Агрегационная активность тромбоцитов изменена с доминирующим гиперагрегационным типом дисфункции (68% пациентов в основной и 62% пациентов в контрольной группе), традиционная медикаментозная терапия ХОБЛ не устраняет перечисленных нарушений (табл. 4). У пациентов основной группы на фоне курса ВЛОК показатели агрегационных свойств тромбоцитов достоверно восстановились до нормы. При анализе агрегационной кривой можно сделать вывод о нормализации функциональных свойств как рецепторного аппарата тромбоцитов (первая, индуцированная фаза), так и реакции высвобождения (вторая фаза).

Таблица 4. Динамика агрегационных свойств тромбоцитов у больных ХОБЛ с исходной гиперагрегацией Примечание. * — различия до и после лечения в пределах одной группы достоверны (р<0,05).

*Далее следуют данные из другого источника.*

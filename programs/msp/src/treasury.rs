use anchor_lang::prelude::*;
use anchor_lang::solana_program::program_pack::{IsInitialized, Pack, Sealed};

use crate::codec::{ByteReader, ByteWriter};
use crate::errors::ErrorCode;

/// Escrow holder of a single stream. The escrowed tokens live in
/// `treasury_token`, owned by the treasury authority derived from this
/// account's address.
#[derive(Debug, Clone, Copy, PartialEq, Eq, Default)]
pub struct Treasury {
    pub initialized: bool,
    pub bump: u8,
    /// Bump of the treasury authority
    pub authority_bump: u8,
    pub stream_address: Pubkey,
    pub associated_token_address: Pubkey,
    pub treasury_token_address: Pubkey,
    pub created_on_utc: u64,
    // total bytes: 107
}

impl Sealed for Treasury {}

impl IsInitialized for Treasury {
    fn is_initialized(&self) -> bool {
        self.initialized
    }
}

impl Treasury {
    pub const LEN: usize = 3 + 32 * 3 + 8;

    pub fn to_bytes(&self) -> Vec<u8> {
        let mut w = ByteWriter::with_capacity(Self::LEN);
        w.bool(self.initialized)
            .u8(self.bump)
            .u8(self.authority_bump)
            .pubkey(&self.stream_address)
            .pubkey(&self.associated_token_address)
            .pubkey(&self.treasury_token_address)
            .u64(self.created_on_utc);
        w.into_inner()
    }

    pub fn decode(data: &[u8]) -> Result<Self> {
        let mut r = ByteReader::exact(data, Self::LEN)?;
        Ok(Self {
            initialized: r.bool()?,
            bump: r.u8()?,
            authority_bump: r.u8()?,
            stream_address: r.pubkey()?,
            associated_token_address: r.pubkey()?,
            treasury_token_address: r.pubkey()?,
            created_on_utc: r.u64()?,
        })
    }

    /// Checks the treasury backs `stream` and escrows `mint`
    pub fn validate_for(&self, stream: &Pubkey, mint: &Pubkey) -> Result<()> {
        if !self.initialized || self.stream_address != *stream {
            return Err(ErrorCode::InvalidTreasury.into());
        }
        if self.associated_token_address != *mint {
            return Err(ErrorCode::InvalidAssociatedToken.into());
        }
        Ok(())
    }
}

impl Pack for Treasury {
    const LEN: usize = Treasury::LEN;

    fn pack_into_slice(&self, dst: &mut [u8]) {
        dst[..Treasury::LEN].copy_from_slice(&self.to_bytes());
    }

    fn unpack_from_slice(src: &[u8]) -> std::result::Result<Self, ProgramError> {
        Treasury::decode(src).map_err(Into::into)
    }
}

Отдельного внимания заслуживают результаты лечения пациентов без отклонений показателей агрегации тромбоцитов (16% больных в основной группе и 18% в контрольной). Тромбоциты являются мобильным, динамичным и быстрым эффекторным звеном РАСК, и изменения активности тромбоцитов служат тонким индикатором состояния системы РАСК — отсутствие динамики показателей агрегации при включении в комплексную терапию НИЛТ у больных основной группы подтверждает мнение о безопасности НИЛТ. Кроме того, подтверждается принцип зависимости эффекта лазерной терапии от функционального состояния физиологических систем: чем больше отклоняется система от оптимального уровня, тем более выражено влияние ВЛОК и, наоборот, при гармоничной, сбалансированной работе функциональной системы (в нашем случае — РАСК) модифицирующие эффекты лазерной терапии незначительны [4, 5].

Аналогичное корригирующее влияние НИЛТ определяется и в отношении МЦК, когда исходно показатели нормоциркуляторного гемодинамического типа, выявленные у 6,7% больных в основной и 9,6% в контрольной группах, не претерпевают динамики. В ходе наблюдения не выявлено побочных эффектов комплексной терапии в обеих группах.

Заключение

НИЛТ может рассматриваться как эффективный и безопасный метод патогенетической коррекции нарушений РАСК. В отличие от методов медикаментозного лечения лазерная терапия оказывает на параметры функционирования РАСК не принудительные гипокоагулирующие, гипоагрегирующие эффекты, а именно модифицирует состояния системы, стабилизирует баланс, корригирует множественные внутри- и внесистемные взаимодействия, восстанавливает столь необходимую пластичность РАСК. Улучшение показателей РАСК наблюдается на фоне значительных и достоверных положительных изменений МЦК, что обусловлено тесными физиологическими и патофизиологическими взаимосвязями в рамках типовых патологических процессов.